Em todo o caso, não se pense que Shortbus funciona com uma mera comédia de costumes. Nada disso. Sob uma capa aparentemente ligeira e festiva, Cameron Mitchell vai construindo uma teia de muitas e dilaceradas solidões, tendo mesmo uma espantosa personagem, James (Paul Dawson), cujas componentes suicidas inscrevem no filme uma dor e uma transparência que, em última instância, nos esclarecem sobre o seu tema nuclear: a demanda do amor.

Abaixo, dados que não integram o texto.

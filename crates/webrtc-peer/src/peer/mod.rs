//! The peer negotiation core

mod candidates;
mod negotiation;
pub mod events;
mod options;
mod state;

pub use negotiation::{Peer, TrackReplacement};
pub use events::SubscriptionId;
pub use options::PeerOptions;
pub use state::PeerState;
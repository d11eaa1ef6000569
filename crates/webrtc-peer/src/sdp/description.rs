//! Session description and ICE candidate value types

use crate::{Error, Result};
use serde::{Deserialize, Serialize};
use std::fmt;
use std::str::FromStr;

/// Type of a session description
#[derive(Debug, Clone, Copy, PartialEq, Eq, Hash, Serialize, Deserialize)]
#[serde(rename_all = "lowercase")]
pub enum SdpType {
    Offer,
    Answer,
    Pranswer,
    Rollback,
}

impl fmt::Display for SdpType {
    fn fmt(&self, f: &mut fmt::Formatter<'_>) -> fmt::Result {
        let s = match self {
            SdpType::Offer => "offer",
            SdpType::Answer => "answer",
            SdpType::Pranswer => "pranswer",
            SdpType::Rollback => "rollback",
        };
        f.write_str(s)
    }
}

impl FromStr for SdpType {
    type Err = Error;

    fn from_str(s: &str) -> Result<Self> {
        match s {
            "offer" => Ok(SdpType::Offer),
            "answer" => Ok(SdpType::Answer),
            "pranswer" => Ok(SdpType::Pranswer),
            "rollback" => Ok(SdpType::Rollback),
            other => Err(Error::SdpError(format!("unknown SDP type '{}'", other))),
        }
    }
}

/// An SDP blob with its type
#[derive(Debug, Clone, PartialEq, Eq, Serialize, Deserialize)]
pub struct SessionDescription {
    #[serde(rename = "type")]
    pub sdp_type: SdpType,
    pub sdp: String,
}

impl SessionDescription {
    pub fn offer(sdp: impl Into<String>) -> Self {
        Self {
            sdp_type: SdpType::Offer,
            sdp: sdp.into(),
        }
    }

    pub fn answer(sdp: impl Into<String>) -> Self {
        Self {
            sdp_type: SdpType::Answer,
            sdp: sdp.into(),
        }
    }

    /// Same type, different body
    pub fn with_sdp(&self, sdp: impl Into<String>) -> Self {
        Self {
            sdp_type: self.sdp_type,
            sdp: sdp.into(),
        }
    }
}

/// A trickled ICE candidate, JSON-compatible with `RTCIceCandidateInit`
#[derive(Debug, Clone, PartialEq, Eq, Serialize, Deserialize)]
#[serde(rename_all = "camelCase")]
pub struct IceCandidate {
    pub candidate: String,
    #[serde(default, skip_serializing_if = "Option::is_none")]
    pub sdp_mid: Option<String>,
    #[serde(
        default,
        rename = "sdpMLineIndex",
        skip_serializing_if = "Option::is_none"
    )]
    pub sdp_mline_index: Option<u16>,
    #[serde(default, skip_serializing_if = "Option::is_none")]
    pub username_fragment: Option<String>,
}

impl IceCandidate {
    pub fn new(candidate: impl Into<String>) -> Self {
        Self {
            candidate: candidate.into(),
            sdp_mid: None,
            sdp_mline_index: None,
            username_fragment: None,
        }
    }

    pub fn with_mid(mut self, mid: impl Into<String>, mline_index: u16) -> Self {
        self.sdp_mid = Some(mid.into());
        self.sdp_mline_index = Some(mline_index);
        self
    }

    /// Parse the JSON form exchanged over signaling
    pub fn from_json(s: &str) -> Result<Self> {
        serde_json::from_str(s).map_err(|e| Error::IceCandidateError(e.to_string()))
    }

    pub fn to_json(&self) -> Result<String> {
        Ok(serde_json::to_string(self)?)
    }
}

#[cfg(test)]
mod tests {
    use super::*;

    #[test]
    fn test_sdp_type_parse() {
        assert_eq!("offer".parse::<SdpType>().unwrap(), SdpType::Offer);
        assert_eq!(SdpType::Answer.to_string(), "answer");
        assert!("bogus".parse::<SdpType>().is_err());
    }

    #[test]
    fn test_session_description_json() {
        let desc = SessionDescription::answer("v=0\r\n");
        let json = serde_json::to_string(&desc).unwrap();
        assert_eq!(json, r#"{"type":"answer","sdp":"v=0\r\n"}"#);
    }

    #[test]
    fn test_candidate_json_field_names() {
        let candidate = IceCandidate::new("candidate:1 1 udp 2122260223 10.0.0.2 50000 typ host")
            .with_mid("0", 0);
        let json = candidate.to_json().unwrap();
        assert!(json.contains(r#""sdpMid":"0""#));
        assert!(json.contains(r#""sdpMLineIndex":0"#));
        assert!(!json.contains("usernameFragment"));

        let parsed = IceCandidate::from_json(&json).unwrap();
        assert_eq!(parsed, candidate);
    }

    #[test]
    fn test_candidate_from_invalid_json() {
        let err = IceCandidate::from_json("{}").unwrap_err();
        assert!(err.is_negotiation_error());
    }
}
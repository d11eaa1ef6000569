//! Construction options for [`crate::Peer`]

use super::events::{
    CandidateHandler, GatheringDoneHandler, NegotiationNeededHandler, StreamEndedHandler,
    TrackHandler,
};
use crate::channels::DataChannelHandlers;
use crate::config::{DataChannelConfig, MediaConstraints, PeerConfig, RtcConfiguration, SendSource};
use crate::connection::{
    ConnectionFactory, PeerConnectionBackend, RemoteTrack, WebRtcConnectionFactory,
};
use crate::media::{MediaSink, MediaStream, MediaTrack, SyntheticTrackSource, TrackSource};
use crate::sdp::{IceCandidate, SdpTranslator};
use std::fmt;
use std::sync::Arc;

/// Everything a peer needs besides its mode
///
/// The serializable part lives in [`PeerConfig`]; the rest are runtime
/// collaborators and callbacks.
///
/// ```no_run
/// use webrtc_peer::{Peer, PeerMode, PeerOptions};
///
/// # async fn run() -> webrtc_peer::Result<()> {
/// let peer = Peer::new(
///     PeerMode::SendRecv,
///     PeerOptions::new()
///         .with_simulcast(true)
///         .on_ice_candidate(|candidate| println!("local candidate {}", candidate.candidate)),
/// )
/// .await?;
/// peer.ready().await?;
/// let offer = peer.generate_offer().await?;
/// # let _ = offer;
/// # Ok(())
/// # }
/// ```
pub struct PeerOptions {
    pub(crate) config: PeerConfig,
    pub(crate) audio_stream: Option<MediaStream>,
    pub(crate) video_stream: Option<MediaStream>,
    pub(crate) connection: Option<Arc<dyn PeerConnectionBackend>>,
    pub(crate) connection_factory: Arc<dyn ConnectionFactory>,
    pub(crate) track_source: Arc<dyn TrackSource>,
    pub(crate) local_sink: Option<Arc<dyn MediaSink>>,
    pub(crate) remote_sink: Option<Arc<dyn MediaSink>>,
    pub(crate) sdp_translator: Option<Arc<dyn SdpTranslator>>,
    pub(crate) data_channel_handlers: DataChannelHandlers,
    pub(crate) on_ice_candidate: Option<CandidateHandler>,
    pub(crate) on_candidate_gathering_done: Option<GatheringDoneHandler>,
    pub(crate) on_negotiation_needed: Option<NegotiationNeededHandler>,
    pub(crate) on_stream_ended: Option<StreamEndedHandler>,
    pub(crate) on_track: Option<TrackHandler>,
}

impl Default for PeerOptions {
    fn default() -> Self {
        Self {
            config: PeerConfig::default(),
            audio_stream: None,
            video_stream: None,
            connection: None,
            connection_factory: Arc::new(WebRtcConnectionFactory),
            track_source: Arc::new(SyntheticTrackSource::new()),
            local_sink: None,
            remote_sink: None,
            sdp_translator: None,
            data_channel_handlers: DataChannelHandlers::default(),
            on_ice_candidate: None,
            on_candidate_gathering_done: None,
            on_negotiation_needed: None,
            on_stream_ended: None,
            on_track: None,
        }
    }
}

impl PeerOptions {
    pub fn new() -> Self {
        Self::default()
    }

    /// Replace the whole serializable configuration
    pub fn with_config(mut self, config: PeerConfig) -> Self {
        self.config = config;
        self
    }

    pub fn with_id(mut self, id: impl Into<String>) -> Self {
        self.config.id = Some(id.into());
        self
    }

    pub fn with_simulcast(mut self, simulcast: bool) -> Self {
        self.config.simulcast = simulcast;
        self
    }

    pub fn with_send_source(mut self, source: SendSource) -> Self {
        self.config.send_source = source;
        self
    }

    pub fn with_media_constraints(mut self, constraints: MediaConstraints) -> Self {
        self.config.media_constraints = constraints;
        self
    }

    pub fn with_configuration(mut self, configuration: RtcConfiguration) -> Self {
        self.config.configuration = configuration;
        self
    }

    /// Create a data channel at construction with the given settings
    pub fn with_data_channel(mut self, config: DataChannelConfig) -> Self {
        self.config.data_channels = true;
        self.config.data_channel = config;
        self
    }

    pub fn with_data_channel_handlers(mut self, handlers: DataChannelHandlers) -> Self {
        self.config.data_channels = true;
        self.data_channel_handlers = handlers;
        self
    }

    /// Local audio to send instead of capturing
    pub fn with_audio_stream(mut self, stream: MediaStream) -> Self {
        self.audio_stream = Some(stream);
        self
    }

    /// Local video (possibly with audio) to send instead of capturing
    pub fn with_video_stream(mut self, stream: MediaStream) -> Self {
        self.video_stream = Some(stream);
        self
    }

    /// Use a pre-built connection for the first initialization
    ///
    /// Recoveries still go through the connection factory.
    pub fn with_connection(mut self, connection: Arc<dyn PeerConnectionBackend>) -> Self {
        self.connection = Some(connection);
        self
    }

    pub fn with_connection_factory(mut self, factory: Arc<dyn ConnectionFactory>) -> Self {
        self.connection_factory = factory;
        self
    }

    pub fn with_track_source(mut self, source: Arc<dyn TrackSource>) -> Self {
        self.track_source = source;
        self
    }

    pub fn with_local_sink(mut self, sink: Arc<dyn MediaSink>) -> Self {
        self.local_sink = Some(sink);
        self
    }

    pub fn with_remote_sink(mut self, sink: Arc<dyn MediaSink>) -> Self {
        self.remote_sink = Some(sink);
        self
    }

    pub fn with_sdp_translator(mut self, translator: Arc<dyn SdpTranslator>) -> Self {
        self.sdp_translator = Some(translator);
        self
    }

    pub fn on_ice_candidate(mut self, f: impl Fn(IceCandidate) + Send + Sync + 'static) -> Self {
        self.on_ice_candidate = Some(Arc::new(f));
        self
    }

    pub fn on_candidate_gathering_done(mut self, f: impl Fn() + Send + Sync + 'static) -> Self {
        self.on_candidate_gathering_done = Some(Arc::new(f));
        self
    }

    pub fn on_negotiation_needed(mut self, f: impl Fn() + Send + Sync + 'static) -> Self {
        self.on_negotiation_needed = Some(Arc::new(f));
        self
    }

    pub fn on_stream_ended(mut self, f: impl Fn(MediaTrack) + Send + Sync + 'static) -> Self {
        self.on_stream_ended = Some(Arc::new(f));
        self
    }

    pub fn on_track(mut self, f: impl Fn(RemoteTrack) + Send + Sync + 'static) -> Self {
        self.on_track = Some(Arc::new(f));
        self
    }
}

impl fmt::Debug for PeerOptions {
    fn fmt(&self, f: &mut fmt::Formatter<'_>) -> fmt::Result {
        f.debug_struct("PeerOptions")
            .field("config", &self.config)
            .field("audio_stream", &self.audio_stream.as_ref().map(|s| s.id()))
            .field("video_stream", &self.video_stream.as_ref().map(|s| s.id()))
            .field("connection", &self.connection.is_some())
            .field("local_sink", &self.local_sink.is_some())
            .field("remote_sink", &self.remote_sink.is_some())
            .field("sdp_translator", &self.sdp_translator.is_some())
            .field("data_channel_handlers", &self.data_channel_handlers)
            .finish_non_exhaustive()
    }
}

#[cfg(test)]
mod tests {
    use super::*;
    use crate::config::DataChannelMode;

    #[test]
    fn test_builder_fills_config() {
        let options = PeerOptions::new()
            .with_id("viewer")
            .with_simulcast(true)
            .with_send_source(SendSource::Screen)
            .with_media_constraints(MediaConstraints::video_only())
            .with_data_channel(DataChannelConfig::from_mode(DataChannelMode::Unreliable));

        assert_eq!(options.config.id.as_deref(), Some("viewer"));
        assert!(options.config.simulcast);
        assert_eq!(options.config.send_source, SendSource::Screen);
        assert!(!options.config.media_constraints.wants_audio());
        assert!(options.config.data_channels);
        assert!(!options.config.data_channel.ordered);
        assert!(options.config.validate().is_ok());
    }

    #[test]
    fn test_handlers_enable_data_channel() {
        let options = PeerOptions::new().with_data_channel_handlers(DataChannelHandlers::new());
        assert!(options.config.data_channels);
        assert!(format!("{:?}", options).contains("PeerOptions"));
    }
}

Com banda sonora dominada pelos Yo la Tengo, Shortbus é um caso exemplar de um cinema das margens que, em boa verdade, tem a capacidade para tocar algumas das questões mais delicadas do presente. A saber: a definição da identidade muito para além das ilusões de uma sexualidade "transparente". E ainda a actual conjuntura made in USA, devorada pelo desencanto gerado pelos seus próprios fantasmas colectivos.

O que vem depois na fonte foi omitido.